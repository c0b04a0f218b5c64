//! Run cost calculation from recorded model calls.

use serde::{Deserialize, Serialize};
use stepwise_core::run::Run;

use crate::pricing::PricingTable;

/// Cost and usage totals for one run.
#[derive(Debug, Clone, Default, PartialEq, Serialize, Deserialize)]
pub struct RunCost {
    /// All model calls, including failed attempts.
    pub calls: usize,
    pub successful_calls: usize,
    pub input_tokens: u64,
    pub output_tokens: u64,
    pub cost_usd: f64,
}

impl RunCost {
    pub fn total_tokens(&self) -> u64 {
        self.input_tokens + self.output_tokens
    }
}

/// Sum the cost of every model call recorded on the run.
pub fn calculate_run_cost(run: &Run, pricing: &PricingTable) -> RunCost {
    run.recorded_calls()
        .iter()
        .fold(RunCost::default(), |mut acc, call| {
            acc.calls += 1;
            if call.success {
                acc.successful_calls += 1;
            }
            if let Some(usage) = call.usage {
                acc.input_tokens += u64::from(usage.prompt_tokens);
                acc.output_tokens += u64::from(usage.completion_tokens);
            }
            acc.cost_usd += pricing.cost_of(call);
            acc
        })
}
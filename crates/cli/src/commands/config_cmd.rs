//! `stepwise config`: configuration display.

use std::path::PathBuf;

use stepwise_config::AppConfig;

/// Print the effective configuration with secrets masked.
pub fn show(config: &AppConfig) -> Result<(), Box<dyn std::error::Error>> {
    let mut shown = config.clone();
    if shown.model.api_key.is_some() {
        shown.model.api_key = Some("********".into());
    }
    let toml_str = toml::to_string_pretty(&shown)?;
    println!("{toml_str}");
    Ok(())
}

pub fn show_default() {
    println!("{}", AppConfig::default_toml());
}

pub fn path(explicit: Option<&PathBuf>) {
    let config_path = explicit
        .cloned()
        .unwrap_or_else(|| AppConfig::config_dir().join("config.toml"));
    println!("{}", config_path.display());
}
//! Replay text generator.
//!
//! Returns canned responses in order. Used by tests and by the CLI's
//! `run --responses` mode in place of a live model.

use std::collections::VecDeque;
use std::sync::Mutex;
use std::sync::atomic::{AtomicUsize, Ordering};

use async_trait::async_trait;

use stepwise_core::error::ModelCallError;
use stepwise_core::model::{GenerateRequest, Generation, TextGenerator, Usage};
use stepwise_core::prompt::RenderedPrompt;

/// Separator line between responses in a transcript file.
pub const TRANSCRIPT_SEPARATOR: &str = "---";

pub struct ScriptedGenerator {
    model: String,
    usage: Option<Usage>,
    script: Mutex<VecDeque<Result<String, ModelCallError>>>,
    prompts: Mutex<Vec<RenderedPrompt>>,
    calls: AtomicUsize,
}

impl ScriptedGenerator {
    /// Replay successful responses in order.
    pub fn new(responses: impl IntoIterator<Item = impl Into<String>>) -> Self {
        Self::from_results(responses.into_iter().map(|r| Ok(r.into())))
    }

    /// Replay a mix of responses and failures in order.
    pub fn from_results(script: impl IntoIterator<Item = Result<String, ModelCallError>>) -> Self {
        Self {
            model: "scripted".into(),
            usage: None,
            script: Mutex::new(script.into_iter().collect()),
            prompts: Mutex::new(Vec::new()),
            calls: AtomicUsize::new(0),
        }
    }

    /// Parse a transcript: responses separated by lines that are exactly `---`.
    /// Blank responses are skipped.
    pub fn from_transcript(text: &str) -> Self {
        let mut responses = Vec::new();
        let mut current = String::new();
        for line in text.lines() {
            if line.trim() == TRANSCRIPT_SEPARATOR {
                responses.push(std::mem::take(&mut current));
            } else {
                current.push_str(line);
                current.push('\n');
            }
        }
        responses.push(current);

        Self::new(
            responses
                .into_iter()
                .map(|r| r.trim().to_string())
                .filter(|r| !r.is_empty()),
        )
    }

    /// Model name reported in each generation.
    pub fn with_model(mut self, model: impl Into<String>) -> Self {
        self.model = model.into();
        self
    }

    /// Token usage reported in each generation.
    pub fn with_usage(mut self, usage: Usage) -> Self {
        self.usage = Some(usage);
        self
    }

    /// Number of `generate` calls so far, including failed ones.
    pub fn calls(&self) -> usize {
        self.calls.load(Ordering::SeqCst)
    }

    /// Responses not yet consumed.
    pub fn remaining(&self) -> usize {
        self.script.lock().unwrap_or_else(|e| e.into_inner()).len()
    }

    /// Every prompt received, in call order.
    pub fn prompts(&self) -> Vec<RenderedPrompt> {
        self.prompts.lock().unwrap_or_else(|e| e.into_inner()).clone()
    }
}

#[async_trait]
impl TextGenerator for ScriptedGenerator {
    fn name(&self) -> &str {
        "scripted"
    }

    async fn generate(&self, request: GenerateRequest) -> Result<Generation, ModelCallError> {
        self.calls.fetch_add(1, Ordering::SeqCst);
        self.prompts
            .lock()
            .unwrap_or_else(|e| e.into_inner())
            .push(request.prompt);

        let next = self
            .script
            .lock()
            .unwrap_or_else(|e| e.into_inner())
            .pop_front();

        match next {
            Some(Ok(text)) => Ok(Generation {
                text,
                model: self.model.clone(),
                usage: self.usage,
            }),
            Some(Err(e)) => Err(e),
            None => Err(ModelCallError::Exhausted(
                "no scripted responses left".into(),
            )),
        }
    }
}
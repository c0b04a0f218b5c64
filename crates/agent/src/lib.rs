//! The Stepwise step loop.
//!
//! Each iteration of a run follows the same cycle:
//!
//! 1. **Render** a prompt from the run (role, action catalog, task, recent steps)
//! 2. **Ask** the text generator for the next action
//! 3. **Validate** the response against the action registry
//! 4. **Dispatch** the action and record the outcome as a step
//! 5. **Check** the controller and loop or stop
//!
//! Observers see every model call and every step without being able to
//! influence the loop.

pub mod controller;
pub mod loop_runner;
pub mod observer;
pub mod prompt;
pub mod scripted;

pub use controller::{AllOf, AnyOf, Controller, FnController, MaxSteps, all_of, any_of, from_fn, max_steps};
pub use loop_runner::{DEFAULT_MAX_STEPS, LoopSettings, RetryPolicy, StepLoop};
pub use observer::{CombinedObserver, ConsoleObserver, combine_observers};
pub use prompt::{
    AvailableActionsSection, FixedSection, PromptComposer, PromptContext, PromptSection,
    RecentStepsSection, TaskSection,
};
pub use scripted::ScriptedGenerator;
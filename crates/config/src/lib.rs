//! Configuration loading, validation, and management for Stepwise.
//!
//! Loads configuration from `~/.stepwise/config.toml` with environment
//! variable overrides. This is the only place process state is read;
//! the engine receives the resulting structs explicitly.

use serde::{Deserialize, Serialize};
use std::collections::HashMap;
use std::path::{Path, PathBuf};

/// The root configuration structure.
///
/// Maps directly to `~/.stepwise/config.toml`.
#[derive(Debug, Clone, Default, Serialize, Deserialize)]
pub struct AppConfig {
    /// Model-call collaborator settings
    #[serde(default)]
    pub model: ModelConfig,

    /// Step loop settings
    #[serde(default)]
    pub agent: AgentConfig,

    /// Built-in action settings
    #[serde(default)]
    pub tools: ToolsConfig,

    /// Cost accounting settings
    #[serde(default)]
    pub telemetry: TelemetryConfig,
}

#[derive(Clone, Serialize, Deserialize)]
pub struct ModelConfig {
    /// Model identifier, also used for pricing lookups
    #[serde(default = "default_model")]
    pub name: String,

    /// API key handed to the model adapter
    #[serde(default, skip_serializing_if = "Option::is_none")]
    pub api_key: Option<String>,

    /// Base URL of the model endpoint
    #[serde(default, skip_serializing_if = "Option::is_none")]
    pub base_url: Option<String>,
}

fn default_model() -> String {
    "openai/gpt-4o".into()
}

impl Default for ModelConfig {
    fn default() -> Self {
        Self {
            name: default_model(),
            api_key: None,
            base_url: None,
        }
    }
}

/// Redact a secret for Debug output.
fn redact(s: &Option<String>) -> &'static str {
    match s {
        Some(_) => "[REDACTED]",
        None => "None",
    }
}

impl std::fmt::Debug for ModelConfig {
    fn fmt(&self, f: &mut std::fmt::Formatter<'_>) -> std::fmt::Result {
        f.debug_struct("ModelConfig")
            .field("name", &self.name)
            .field("api_key", &redact(&self.api_key))
            .field("base_url", &self.base_url)
            .finish()
    }
}

/// Which serialization format the model must answer in.
#[derive(Debug, Clone, Copy, Default, PartialEq, Eq, Serialize, Deserialize)]
#[serde(rename_all = "kebab-case")]
pub enum ActionFormatKind {
    /// Exactly one JSON object
    #[default]
    Json,
    /// Free text ending in a JSON object
    FlexibleJson,
}

#[derive(Debug, Clone, Serialize, Deserialize)]
pub struct AgentConfig {
    /// Stop after this many steps
    #[serde(default = "default_max_steps")]
    pub max_steps: usize,

    /// Consecutive validation failures tolerated before the run stops
    #[serde(default = "default_max_invalid")]
    pub max_consecutive_invalid_responses: u32,

    /// Extra attempts after a failed model call (0 = fail immediately)
    #[serde(default)]
    pub model_call_retries: u32,

    /// Delay between model call attempts
    #[serde(default = "default_retry_backoff_ms")]
    pub retry_backoff_ms: u64,

    /// How many recent steps the prompt shows
    #[serde(default = "default_recent_steps")]
    pub recent_steps: usize,

    /// Response format
    #[serde(default)]
    pub action_format: ActionFormatKind,

    /// Role text placed at the top of every prompt
    #[serde(default = "default_role")]
    pub role: String,

    /// Extra constraints section, omitted when empty
    #[serde(default, skip_serializing_if = "Option::is_none")]
    pub constraints: Option<String>,
}

fn default_max_steps() -> usize {
    20
}
fn default_max_invalid() -> u32 {
    3
}
fn default_retry_backoff_ms() -> u64 {
    500
}
fn default_recent_steps() -> usize {
    10
}
fn default_role() -> String {
    "You are an autonomous agent that completes tasks by choosing one action at a time.".into()
}

impl Default for AgentConfig {
    fn default() -> Self {
        Self {
            max_steps: default_max_steps(),
            max_consecutive_invalid_responses: default_max_invalid(),
            model_call_retries: 0,
            retry_backoff_ms: default_retry_backoff_ms(),
            recent_steps: default_recent_steps(),
            action_format: ActionFormatKind::default(),
            role: default_role(),
            constraints: None,
        }
    }
}

#[derive(Debug, Clone, Serialize, Deserialize)]
pub struct ToolsConfig {
    /// Root directory file actions are confined to
    #[serde(default = "default_workspace_root")]
    pub workspace_root: PathBuf,

    /// Commands `run-command` may start. Empty = all commands allowed.
    #[serde(default = "default_allowed_commands")]
    pub allowed_commands: Vec<String>,

    /// Kill commands that run longer than this
    #[serde(default = "default_command_timeout")]
    pub command_timeout_secs: u64,

    /// Register the `ask-user` action
    #[serde(default = "default_true")]
    pub enable_ask_user: bool,
}

fn default_workspace_root() -> PathBuf {
    PathBuf::from(".")
}
fn default_allowed_commands() -> Vec<String> {
    ["ls", "cat", "echo", "pwd", "grep", "find", "wc", "git", "cargo"]
        .iter()
        .map(|s| s.to_string())
        .collect()
}
fn default_command_timeout() -> u64 {
    60
}
fn default_true() -> bool {
    true
}

impl Default for ToolsConfig {
    fn default() -> Self {
        Self {
            workspace_root: default_workspace_root(),
            allowed_commands: default_allowed_commands(),
            command_timeout_secs: default_command_timeout(),
            enable_ask_user: true,
        }
    }
}

#[derive(Debug, Clone, Default, Serialize, Deserialize)]
pub struct TelemetryConfig {
    /// Per-model pricing overrides, keyed by model name
    #[serde(default)]
    pub pricing: HashMap<String, PricingOverrideConfig>,
}

#[derive(Debug, Clone, Serialize, Deserialize)]
pub struct PricingOverrideConfig {
    /// Price per 1M input tokens in USD
    pub input_per_m: f64,
    /// Price per 1M output tokens in USD
    pub output_per_m: f64,
}

impl AppConfig {
    /// Load configuration from the default path (~/.stepwise/config.toml).
    ///
    /// Environment overrides (highest priority):
    /// - `STEPWISE_API_KEY`
    /// - `STEPWISE_MODEL`
    /// - `STEPWISE_BASE_URL`
    pub fn load() -> Result<Self, ConfigError> {
        let config_path = Self::config_dir().join("config.toml");
        let mut config = Self::load_from(&config_path)?;
        config.apply_env(|key| std::env::var(key).ok());
        config.validate()?;
        Ok(config)
    }

    /// Load configuration from a specific file path.
    pub fn load_from(path: &Path) -> Result<Self, ConfigError> {
        if !path.exists() {
            tracing::info!("No config file found at {}, using defaults", path.display());
            return Ok(Self::default());
        }

        let content = std::fs::read_to_string(path).map_err(|e| ConfigError::ReadError {
            path: path.to_path_buf(),
            reason: e.to_string(),
        })?;

        let config: Self = toml::from_str(&content).map_err(|e| ConfigError::ParseError {
            path: path.to_path_buf(),
            reason: e.to_string(),
        })?;

        config.validate()?;
        Ok(config)
    }

    /// Apply environment overrides through a lookup function.
    pub fn apply_env(&mut self, lookup: impl Fn(&str) -> Option<String>) {
        if let Some(key) = lookup("STEPWISE_API_KEY") {
            self.model.api_key = Some(key);
        }
        if let Some(model) = lookup("STEPWISE_MODEL") {
            self.model.name = model;
        }
        if let Some(url) = lookup("STEPWISE_BASE_URL") {
            self.model.base_url = Some(url);
        }
    }

    /// Get the configuration directory path.
    pub fn config_dir() -> PathBuf {
        dirs_home().join(".stepwise")
    }

    /// Validate the configuration.
    pub fn validate(&self) -> Result<(), ConfigError> {
        if self.agent.max_steps == 0 {
            return Err(ConfigError::ValidationError(
                "agent.max_steps must be at least 1".into(),
            ));
        }

        if self.agent.max_consecutive_invalid_responses == 0 {
            return Err(ConfigError::ValidationError(
                "agent.max_consecutive_invalid_responses must be at least 1".into(),
            ));
        }

        if self.tools.command_timeout_secs == 0 {
            return Err(ConfigError::ValidationError(
                "tools.command_timeout_secs must be > 0".into(),
            ));
        }

        for (model, price) in &self.telemetry.pricing {
            if price.input_per_m < 0.0 || price.output_per_m < 0.0 {
                return Err(ConfigError::ValidationError(format!(
                    "telemetry.pricing.{model}: prices must not be negative"
                )));
            }
        }

        Ok(())
    }

    /// Generate a default config TOML string.
    pub fn default_toml() -> String {
        let config = Self::default();
        toml::to_string_pretty(&config).unwrap_or_default()
    }
}

/// Get the user's home directory.
fn dirs_home() -> PathBuf {
    #[cfg(target_os = "windows")]
    {
        std::env::var("USERPROFILE")
            .map(PathBuf::from)
            .unwrap_or_else(|_| PathBuf::from("C:\\Users\\Default"))
    }
    #[cfg(not(target_os = "windows"))]
    {
        std::env::var("HOME")
            .map(PathBuf::from)
            .unwrap_or_else(|_| PathBuf::from("/tmp"))
    }
}

/// Configuration errors.
#[derive(Debug, thiserror::Error)]
pub enum ConfigError {
    #[error("Failed to read config file at {path}: {reason}")]
    ReadError { path: PathBuf, reason: String },

    #[error("Failed to parse config file at {path}: {reason}")]
    ParseError { path: PathBuf, reason: String },

    #[error("Configuration validation failed: {0}")]
    ValidationError(String),
}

===============

WHAT IS NEEDED - Each line with "ActionFormatKind" in it must be identified and copied from the material.

ANSWER SPACE -
pub enum ActionFormatKind {
    pub action_format: ActionFormatKind,
            action_format: ActionFormatKind::default(),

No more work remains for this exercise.